Crystal and molecular structure of poly(1,4-phenyleneazine-N,N-dioxide) (PDNB, 1), obtained from polymerization of 1,4-dinitrosobenzene, is investigated by X-ray powder diffraction (XRPD) and DFT calculations. Starting with the determined crystal structure, we have calculated the electronic structure of the polymer, which reveals that 1 is potentially a wide-bandgap (WBG) semiconductor with a band gap of 2.3 eV. Its calculated electronic spectrum with the absorbance at 400 nm is in good agreement with the experimental data. A highly organized crystal structure with linear chains of polymer indicates possible anisotropic electronic properties that could be useful in molecular photoelectronics (e.g OLEDs). Photolysis of 1 at cryogenic temperatures yields dinitrosobenzene monomers, which re-polymerize at higher temperatures. After this reversible photo-thermal cycle, the starting polymorph of 1 is recovered. Thermal analysis (TG/DSC/DTA) and in situ XRPD measurements show the high thermal stability of 1 until around 150°C.

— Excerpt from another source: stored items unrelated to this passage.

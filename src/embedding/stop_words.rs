//! English stop-word list applied before n-gram extraction.

use std::collections::HashSet;
use std::sync::LazyLock;

const ENGLISH: &[&str] = &[
    "a", "about", "above", "across", "after", "afterwards", "again", "against", "all", "almost",
    "alone", "along", "already", "also", "although", "always", "am", "among", "amongst",
    "amoungst", "amount", "an", "and", "another", "any", "anyhow", "anyone", "anything", "anyway",
    "anywhere", "are", "around", "as", "at", "back", "be", "became", "because", "become",
    "becomes", "becoming", "been", "before", "beforehand", "behind", "being", "below", "beside",
    "besides", "between", "beyond", "bill", "both", "bottom", "but", "by", "call", "can",
    "cannot", "cant", "co", "con", "could", "couldnt", "cry", "de", "describe", "detail", "do",
    "done", "down", "due", "during", "each", "eg", "eight", "either", "eleven", "else",
    "elsewhere", "empty", "enough", "etc", "even", "ever", "every", "everyone", "everything",
    "everywhere", "except", "few", "fifteen", "fifty", "fill", "find", "fire", "first", "five",
    "for", "former", "formerly", "forty", "found", "four", "from", "front", "full", "further",
    "get", "give", "go", "had", "has", "hasnt", "have", "he", "hence", "her", "here", "hereafter",
    "hereby", "herein", "hereupon", "hers", "herself", "him", "himself", "his", "how", "however",
    "hundred", "i", "ie", "if", "in", "inc", "indeed", "interest", "into", "is", "it", "its",
    "itself", "keep", "last", "latter", "latterly", "least", "less", "ltd", "made", "many", "may",
    "me", "meanwhile", "might", "mill", "mine", "more", "moreover", "most", "mostly", "move",
    "much", "must", "my", "myself", "name", "namely", "neither", "never", "nevertheless", "next",
    "nine", "no", "nobody", "none", "noone", "nor", "not", "nothing", "now", "nowhere", "of",
    "off", "often", "on", "once", "one", "only", "onto", "or", "other", "others", "otherwise",
    "our", "ours", "ourselves", "out", "over", "own", "part", "per", "perhaps", "please", "put",
    "rather", "re", "same", "see", "seem", "seemed", "seeming", "seems", "serious", "several",
    "she", "should", "show", "side", "since", "sincere", "six", "sixty", "so", "some", "somehow",
    "someone", "something", "sometime", "sometimes", "somewhere", "still", "such", "system",
    "take", "ten", "than", "that", "the", "their", "them", "themselves", "then", "thence",
    "there", "thereafter", "thereby", "therefore", "therein", "thereupon", "these", "they",
    "thick", "thin", "third", "this", "those", "though", "three", "through", "throughout",
    "thru", "thus", "to", "together", "too", "top", "toward", "towards", "twelve", "twenty",
    "two", "un", "under", "until", "up", "upon", "us", "very", "via", "was", "we", "well",
    "were", "what", "whatever", "when", "whence", "whenever", "where", "whereafter", "whereas",
    "whereby", "wherein", "whereupon", "wherever", "whether", "which", "while", "whither", "who",
    "whoever", "whole", "whom", "whose", "why", "will", "with", "within", "without", "would",
    "yet", "you", "your", "yours", "yourself", "yourselves",
];

static ENGLISH_SET: LazyLock<HashSet<&'static str>> =
    LazyLock::new(|| ENGLISH.iter().copied().collect());

pub fn is_stop_word(token: &str) -> bool {
    ENGLISH_SET.contains(token)
}
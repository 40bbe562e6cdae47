//! Content-based music recommendations from track text.
//!
//! dscvr turns a catalog of tracks (title, artist, tags) into dense vectors
//! offline, persists them, and answers two questions at serving time: which
//! track does this free-text query mean, and which tracks are most like it.
//!
//! # Pipeline
//!
//! | Stage | Module | Output |
//! |-------|--------|--------|
//! | Normalize text | [`catalog`] | canonical lower-case strings |
//! | Fit features | [`embedding`] | `n × d` matrix + encoding model |
//! | Persist | [`artifacts`] | matrix, model, id map, manifest |
//! | Resolve query | [`search`] | fuzzy-matched row |
//! | Rank neighbours | [`recommend`] | cosine top-k with artist cap |
//!
//! # Modules
//!
//! - [`config`]: Configuration loading from TOML files and environment variables
//! - [`error`]: Error kinds shared by the library
//! - [`engine`]: Read-only serving context composing search and recommendation
//! - [`server`]: HTTP routes over the serving context

pub mod artifacts;
pub mod catalog;
pub mod config;
pub mod embedding;
pub mod engine;
pub mod error;
pub mod recommend;
pub mod search;
pub mod server;
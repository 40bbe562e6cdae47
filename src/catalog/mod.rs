//! Track catalog: records handed over by ingestion, the id map persisted next to
//! the embedding matrix, and the text canonicalization shared by feature
//! building and fuzzy lookup.

pub mod corpus;
pub mod normalize;
pub mod types;

pub use normalize::normalize;
pub use types::{IdMap, TrackMeta, TrackRecord};
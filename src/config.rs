use anyhow::{Context, Result};
use serde::{Deserialize, Serialize};
use std::path::{Path, PathBuf};
use tracing::info;

use crate::catalog::types::DEFAULT_MAX_TAGS;

#[derive(Debug, Deserialize, Clone, Default)]
#[serde(default)]
pub struct DscvrConfig {
    pub server: ServerConfig,
    pub storage: StorageConfig,
    pub features: FeatureConfig,
    pub retrieval: RetrievalConfig,
}

#[derive(Debug, Deserialize, Clone)]
#[serde(default)]
pub struct ServerConfig {
    pub host: String,
    pub port: u16,
    pub log_level: String,
}

#[derive(Debug, Deserialize, Clone)]
#[serde(default)]
pub struct StorageConfig {
    pub artifact_dir: String,
    pub corpus_path: String,
    /// Superseded artifact generations kept on disk after a new build is published.
    pub keep_generations: usize,
    /// Tags kept per track once artist tags are folded in at corpus load.
    pub max_tags: usize,
}

/// Knobs of the text → vector pipeline. Persisted alongside the artifacts so a
/// build can be reproduced.
#[derive(Debug, Deserialize, Serialize, Clone, PartialEq)]
#[serde(default)]
pub struct FeatureConfig {
    /// Output dimensionality `d`.
    pub n_components: usize,
    /// Minimum number of documents a term must appear in.
    pub min_df: usize,
    /// Maximum fraction of documents a term may appear in.
    pub max_df: f64,
    /// Longest n-gram, counted in tokens.
    pub ngram_max: usize,
    pub seed: u64,
    pub n_oversamples: usize,
    pub n_iter: usize,
}

#[derive(Debug, Deserialize, Clone)]
#[serde(default)]
pub struct RetrievalConfig {
    pub default_top_k: usize,
    pub max_per_artist: usize,
    pub match_cutoff: f64,
    pub search_limit: usize,
    /// How many fuzzy candidates `resolve` considers before applying the cutoff.
    pub resolve_candidates: usize,
}

impl Default for ServerConfig {
    fn default() -> Self {
        Self {
            host: "127.0.0.1".into(),
            port: 8000,
            log_level: "info".into(),
        }
    }
}

impl Default for StorageConfig {
    fn default() -> Self {
        let dir = default_dscvr_dir();
        Self {
            artifact_dir: dir.join("artifacts").to_string_lossy().into_owned(),
            corpus_path: dir.join("corpus.json").to_string_lossy().into_owned(),
            keep_generations: 1,
            max_tags: DEFAULT_MAX_TAGS,
        }
    }
}

impl Default for FeatureConfig {
    fn default() -> Self {
        Self {
            n_components: 200,
            min_df: 2,
            max_df: 0.95,
            ngram_max: 2,
            seed: 42,
            n_oversamples: 10,
            n_iter: 5,
        }
    }
}

impl Default for RetrievalConfig {
    fn default() -> Self {
        Self {
            default_top_k: 10,
            max_per_artist: 2,
            match_cutoff: 0.55,
            search_limit: 5,
            resolve_candidates: 3,
        }
    }
}

/// Returns `~/.dscvr/`, or `./.dscvr/` when no home directory can be found.
pub fn default_dscvr_dir() -> PathBuf {
    dirs::home_dir()
        .unwrap_or_else(|| PathBuf::from("."))
        .join(".dscvr")
}

/// Returns the default config file path: `~/.dscvr/config.toml`
pub fn default_config_path() -> PathBuf {
    default_dscvr_dir().join("config.toml")
}

impl DscvrConfig {
    /// Load config from TOML file (if it exists) then apply env var overrides.
    pub fn load() -> Result<Self> {
        Self::load_from(default_config_path())
    }

    /// Load from a specific path, then apply env var overrides.
    pub fn load_from(path: impl AsRef<Path>) -> Result<Self> {
        let path = path.as_ref();
        let mut config = if path.exists() {
            let contents =
                std::fs::read_to_string(path).context("failed to read config file")?;
            toml::from_str(&contents).context("failed to parse config TOML")?
        } else {
            info!("no config file at {}, using defaults", path.display());
            DscvrConfig::default()
        };

        config.apply_env_overrides();
        Ok(config)
    }

    /// Apply environment variable overrides (DSCVR_ARTIFACTS, DSCVR_CORPUS,
    /// DSCVR_LOG_LEVEL, DSCVR_PORT).
    fn apply_env_overrides(&mut self) {
        if let Ok(val) = std::env::var("DSCVR_ARTIFACTS") {
            self.storage.artifact_dir = val;
        }
        if let Ok(val) = std::env::var("DSCVR_CORPUS") {
            self.storage.corpus_path = val;
        }
        if let Ok(val) = std::env::var("DSCVR_LOG_LEVEL") {
            self.server.log_level = val;
        }
        if let Ok(val) = std::env::var("DSCVR_PORT") {
            match val.parse() {
                Ok(port) => self.server.port = port,
                Err(_) => tracing::warn!(value = %val, "ignoring unparsable DSCVR_PORT"),
            }
        }
    }

    pub fn resolved_artifact_dir(&self) -> PathBuf {
        expand_tilde(&self.storage.artifact_dir)
    }

    pub fn resolved_corpus_path(&self) -> PathBuf {
        expand_tilde(&self.storage.corpus_path)
    }
}

pub fn expand_tilde(path: &str) -> PathBuf {
    match (path.strip_prefix("~/"), dirs::home_dir()) {
        (Some(rest), Some(home)) => home.join(rest),
        _ => PathBuf::from(path),
    }
}
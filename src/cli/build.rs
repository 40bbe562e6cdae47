//! CLI `build` command: fit features on a corpus and publish artifacts.

use anyhow::{Context, Result};
use indicatif::{ProgressBar, ProgressStyle};
use std::path::PathBuf;
use std::time::Duration;

use dscvr::artifacts::ArtifactStore;
use dscvr::catalog::corpus;
use dscvr::config::DscvrConfig;
use dscvr::embedding::FeatureBuilder;

/// Build the embedding matrix, model and id map from a corpus file.
pub async fn build(
    config: &DscvrConfig,
    corpus_path: Option<PathBuf>,
    components: Option<usize>,
) -> Result<()> {
    let corpus_path = corpus_path.unwrap_or_else(|| config.resolved_corpus_path());
    let artifact_dir = config.resolved_artifact_dir();
    let mut features = config.features.clone();
    if let Some(n) = components {
        features.n_components = n;
    }

    let pb = spinner();

    pb.set_message(format!("loading corpus from {}", corpus_path.display()));
    let path = corpus_path.clone();
    let max_tags = config.storage.max_tags;
    let records = tokio::task::spawn_blocking(move || corpus::load_corpus(&path, max_tags))
        .await?
        .with_context(|| format!("failed to load corpus {}", corpus_path.display()))?;
    let records = corpus::dedupe(records);
    let total = records.len();

    pb.set_message(format!(
        "fitting {total} tracks into {} dimensions",
        features.n_components
    ));
    let builder = FeatureBuilder::new(features);
    let (matrix, model, id_map) = tokio::task::spawn_blocking(move || {
        builder.fit_transform(&records).map(|(matrix, model)| {
            let id_map: Vec<_> = records.iter().map(|r| r.to_meta()).collect();
            (matrix, model, id_map)
        })
    })
    .await?
    .context("feature build failed")?;

    pb.set_message(format!("writing artifacts to {}", artifact_dir.display()));
    let store = ArtifactStore::new(&artifact_dir)
        .with_keep_generations(config.storage.keep_generations);
    let manifest = tokio::task::spawn_blocking(move || store.save(&matrix, &model, &id_map))
        .await?
        .context("failed to save artifacts")?;

    pb.finish_and_clear();

    println!(
        "Built {} tracks × {} dims (vocabulary {}, explained variance {:.3}).",
        manifest.rows, manifest.dims, manifest.vocabulary_size, manifest.explained_variance_ratio
    );
    println!("Published generation {} in {}", manifest.generation, artifact_dir.display());
    Ok(())
}

fn spinner() -> ProgressBar {
    let pb = ProgressBar::new_spinner();
    if let Ok(style) = ProgressStyle::default_spinner().template("  {spinner} {msg} ({elapsed})") {
        pb.set_style(style);
    }
    pb.enable_steady_tick(Duration::from_millis(100));
    pb
}
//! Canonical form for titles, artists and tags.

/// Featuring markers removed wherever they occur.
const FEATURING: &[&str] = &["feat.", "ft."];

/// Canonicalize a string for comparison.
///
/// Lower-cases, removes `feat.`/`ft.`, keeps only `[a-z0-9 ]`, drops the
/// standalone token `by`, and collapses whitespace. Total and idempotent.
pub fn normalize(s: &str) -> String {
    let mut text: String = s
        .chars()
        .map(|c| if c.is_whitespace() { ' ' } else { c })
        .collect::<String>()
        .to_lowercase();

    for marker in FEATURING {
        text = text.replace(marker, " ");
    }

    let kept: String = text
        .chars()
        .filter(|c| c.is_ascii_lowercase() || c.is_ascii_digit() || *c == ' ')
        .collect();

    kept.split(' ')
        .filter(|tok| !tok.is_empty() && *tok != "by")
        .collect::<Vec<_>>()
        .join(" ")
}

#[cfg(test)]
mod tests {
    use super::*;

    #[test]
    fn lowercases_and_strips_punctuation() {
        assert_eq!(normalize("Snooze — SZA"), "snooze sza");
        assert_eq!(normalize("  CUFF IT!! "), "cuff it");
    }

    #[test]
    fn removes_featuring_markers() {
        assert_eq!(normalize("Kill Bill (feat. Doja Cat)"), "kill bill doja cat");
        assert_eq!(normalize("Song ft. Someone"), "song someone");
    }

    #[test]
    fn drops_standalone_by_only() {
        assert_eq!(normalize("Snooze by SZA"), "snooze sza");
        assert_eq!(normalize("Bye Bye Baby"), "bye bye baby");
        assert_eq!(normalize("Stand By Me"), "stand me");
    }

    #[test]
    fn non_ascii_letters_are_removed() {
        assert_eq!(normalize("Beyoncé"), "beyonc");
    }

    #[test]
    fn tabs_and_newlines_separate_words() {
        assert_eq!(normalize("blinding\tlights\nweeknd"), "blinding lights weeknd");
    }

    #[test]
    fn empty_and_whitespace() {
        assert_eq!(normalize(""), "");
        assert_eq!(normalize("   \t "), "");
        assert_eq!(normalize("by"), "");
    }

    #[test]
    fn idempotent() {
        let samples = [
            "Snooze — SZA",
            "x by.",
            "by-pass feat.ft.",
            "Leave The Door Open (Bruno Mars, Anderson .Paak)",
            "aft. by  BY By",
            "Beyoncé — CUFF IT",
            "f.t. fe at.",
        ];
        for s in samples {
            let once = normalize(s);
            assert_eq!(normalize(&once), once, "not idempotent for {s:?}");
        }
    }
}
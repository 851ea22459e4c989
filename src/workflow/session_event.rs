//! 会话事件
//!
//! 会话向展示层发出的三类事件。

use serde::Serialize;

use crate::models::question::Question;

#[derive(Debug, Clone, PartialEq, Eq, Serialize)]
#[serde(tag = "event", rename_all = "snake_case")]
pub enum SessionEvent {
    /// 展示一道题
    QuestionPresented {
        question: Question,
        index: usize,
        remaining_time: u32,
        score_so_far: usize,
    },
    /// 当前题目超时
    TimedOut { participant_name: String },
    /// 测验结束
    Finished {
        participant_name: String,
        final_score: usize,
        total_questions: usize,
    },
}

impl SessionEvent {
    pub fn is_finished(&self) -> bool {
        matches!(self, SessionEvent::Finished { .. })
    }

    pub fn is_timeout(&self) -> bool {
        matches!(self, SessionEvent::TimedOut { .. })
    }
}
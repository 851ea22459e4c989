use std::path::PathBuf;

use quiz_session::models::CATALOG_KEY;
use quiz_session::{load_catalog, FileStore, KvStore, Question, QuizCatalog};
use tokio_test::assert_ok;

fn temp_dir(name: &str) -> PathBuf {
    std::env::temp_dir().join(format!("quiz_catalog_{}_{}", name, std::process::id()))
}

#[tokio::test]
async fn first_load_seeds_the_store_and_second_load_reads_it() {
    let dir = temp_dir("seed");
    let _ = std::fs::remove_dir_all(&dir);
    let store = FileStore::new(&dir);

    let first = assert_ok!(load_catalog(&store, CATALOG_KEY).await);
    assert_eq!(first, assert_ok!(QuizCatalog::builtin()));
    assert!(dir.join("quiz_questions.json").exists());

    let second = assert_ok!(load_catalog(&store, CATALOG_KEY).await);
    assert_eq!(first, second);

    let _ = std::fs::remove_dir_all(dir);
}

#[tokio::test]
async fn custom_catalog_survives_reload() {
    let dir = temp_dir("custom");
    let store = FileStore::new(&dir);
    let custom = vec![
        Question::new("Largest ocean?", ["Atlantic", "Pacific", "Indian"], 1),
        Question::new("Boiling point of water (°C)?", ["90", "100"], 1),
    ];
    let blob = serde_json::to_string(&custom).expect("序列化失败");
    assert_ok!(store.save("custom_set", &blob).await);

    let catalog = assert_ok!(load_catalog(&store, "custom_set").await);
    assert_eq!(catalog.questions(), custom.as_slice());

    let _ = std::fs::remove_dir_all(dir);
}

#[tokio::test]
async fn corrupt_file_is_replaced_by_builtin_set() {
    let dir = temp_dir("corrupt");
    std::fs::create_dir_all(&dir).expect("创建目录失败");
    std::fs::write(dir.join("quiz_questions.json"), "{ not valid").expect("写入失败");

    let store = FileStore::new(&dir);
    let catalog = assert_ok!(load_catalog(&store, CATALOG_KEY).await);
    assert_eq!(catalog.len(), 3);

    let rewritten = assert_ok!(store.load(CATALOG_KEY).await).expect("应已写回内置题库");
    let questions: Vec<Question> = serde_json::from_str(&rewritten).expect("写回内容应可解析");
    assert_eq!(questions.len(), 3);

    let _ = std::fs::remove_dir_all(dir);
}
//! 会话计时器 - 基础设施层
//!
//! 会话独占一个计时器。每次 `arm` 都会先 `disarm`，并让代数（generation）加一；
//! 节拍携带发出时的代数，消费方据此丢弃旧计时器遗留在队列中的节拍。

use std::time::Duration;

use tokio::sync::mpsc;
use tokio::task::JoinHandle;
use tokio::time::{interval_at, Instant, MissedTickBehavior};
use tracing::debug;

/// 计时器节拍
#[derive(Debug, Clone, Copy, PartialEq, Eq)]
pub struct TimerTick {
    pub generation: u64,
}

/// 会话计时器能力
pub trait SessionTimer {
    /// 启动计时（已启动时先停止再重新启动）
    fn arm(&mut self);

    /// 停止计时，可重复调用
    fn disarm(&mut self);

    fn is_armed(&self) -> bool;

    /// 当前代数，每次 `arm` 加一
    fn generation(&self) -> u64;

    /// 节拍是否来自当前仍在运行的计时器
    fn is_current(&self, tick: TimerTick) -> bool {
        self.is_armed() && tick.generation == self.generation()
    }
}

/// 基于 tokio 的周期计时器
///
/// 启动后在后台任务中每个周期向 `ticks` 发送一个节拍。
pub struct IntervalTimer {
    period: Duration,
    ticks: mpsc::UnboundedSender<TimerTick>,
    handle: Option<JoinHandle<()>>,
    generation: u64,
}

impl IntervalTimer {
    pub fn new(period: Duration, ticks: mpsc::UnboundedSender<TimerTick>) -> Self {
        Self {
            period,
            ticks,
            handle: None,
            generation: 0,
        }
    }
}

impl SessionTimer for IntervalTimer {
    fn arm(&mut self) {
        self.disarm();
        self.generation += 1;

        let generation = self.generation;
        let period = self.period;
        let ticks = self.ticks.clone();

        self.handle = Some(tokio::spawn(async move {
            // 第一个节拍在一个周期之后
            let mut interval = interval_at(Instant::now() + period, period);
            interval.set_missed_tick_behavior(MissedTickBehavior::Delay);
            loop {
                interval.tick().await;
                if ticks.send(TimerTick { generation }).is_err() {
                    break;
                }
            }
        }));
        debug!("计时器已启动 (代数 {})", generation);
    }

    fn disarm(&mut self) {
        if let Some(handle) = self.handle.take() {
            handle.abort();
            debug!("计时器已停止 (代数 {})", self.generation);
        }
    }

    fn is_armed(&self) -> bool {
        self.handle.is_some()
    }

    fn generation(&self) -> u64 {
        self.generation
    }
}

impl Drop for IntervalTimer {
    fn drop(&mut self) {
        self.disarm();
    }
}

/// 手动计时器
///
/// 不产生节拍，由调用方自行驱动 `tick()`（例如界面的帧循环或测试）。
/// 记录启动和停止次数以便检查。
#[derive(Debug, Default)]
pub struct ManualTimer {
    armed: bool,
    generation: u64,
    arm_count: usize,
    disarm_count: usize,
}

impl ManualTimer {
    pub fn new() -> Self {
        Self::default()
    }

    pub fn arm_count(&self) -> usize {
        self.arm_count
    }

    /// 实际停止了运行中计时器的次数
    pub fn disarm_count(&self) -> usize {
        self.disarm_count
    }
}

impl SessionTimer for ManualTimer {
    fn arm(&mut self) {
        self.disarm();
        self.generation += 1;
        self.arm_count += 1;
        self.armed = true;
    }

    fn disarm(&mut self) {
        if self.armed {
            self.armed = false;
            self.disarm_count += 1;
        }
    }

    fn is_armed(&self) -> bool {
        self.armed
    }

    fn generation(&self) -> u64 {
        self.generation
    }
}

#[cfg(test)]
mod tests {
    use super::*;

    #[tokio::test(start_paused = true)]
    async fn emits_one_tick_per_period() {
        let (tx, mut rx) = mpsc::unbounded_channel();
        let mut timer = IntervalTimer::new(Duration::from_secs(1), tx);
        timer.arm();

        tokio::time::sleep(Duration::from_millis(3500)).await;
        let mut count = 0;
        while let Ok(tick) = rx.try_recv() {
            assert_eq!(tick.generation, 1);
            count += 1;
        }
        assert_eq!(count, 3);
    }

    #[tokio::test(start_paused = true)]
    async fn rearm_bumps_generation_and_stops_old_task() {
        let (tx, mut rx) = mpsc::unbounded_channel();
        let mut timer = IntervalTimer::new(Duration::from_secs(1), tx);
        timer.arm();
        timer.arm();
        assert_eq!(timer.generation(), 2);

        tokio::time::sleep(Duration::from_millis(2500)).await;
        let ticks: Vec<TimerTick> = std::iter::from_fn(|| rx.try_recv().ok()).collect();
        assert_eq!(ticks.len(), 2);
        assert!(ticks.iter().all(|t| timer.is_current(*t)));
    }

    #[tokio::test(start_paused = true)]
    async fn disarm_is_idempotent_and_silences_ticks() {
        let (tx, mut rx) = mpsc::unbounded_channel();
        let mut timer = IntervalTimer::new(Duration::from_secs(1), tx);
        timer.arm();
        timer.disarm();
        timer.disarm();
        assert!(!timer.is_armed());

        tokio::time::sleep(Duration::from_secs(5)).await;
        assert!(rx.try_recv().is_err());
        assert!(!timer.is_current(TimerTick { generation: 1 }));
    }

    #[test]
    fn manual_timer_counts_transitions() {
        let mut timer = ManualTimer::new();
        timer.disarm();
        timer.arm();
        timer.arm();
        timer.disarm();
        assert_eq!(timer.arm_count(), 2);
        assert_eq!(timer.disarm_count(), 2);
        assert_eq!(timer.generation(), 2);
    }
}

通过X射线粉末衍射（XRPD）和DFT计算研究了由1,4-二亚硝基苯的聚合反应获得的聚（1,4-亚苯基嗪-N，N-二氧化物）（PDNB，1）的晶体和分子结构。从确定的晶体结构开始，我们计算了聚合物的电子结构，这表明1可能是带隙为2.3 eV的宽带隙（WBG）半导体。其在400 nm处的吸光度计算出的电子光谱与实验数据非常吻合。具有聚合物线性链的高度组织化的晶体结构表明可能在分子光电学中有用的各向异性电子特性（例如OLED）。在低温下1的光解产生二亚硝基苯单体，该亚硝基苯单体在更高的温度下会重新聚合。在该可逆的光热循环之后，回收了1的起始多晶型物。热分析（TG / DSC / DTA）和原位XRPD测量显示，直到150°C左右，其热稳定性均为1。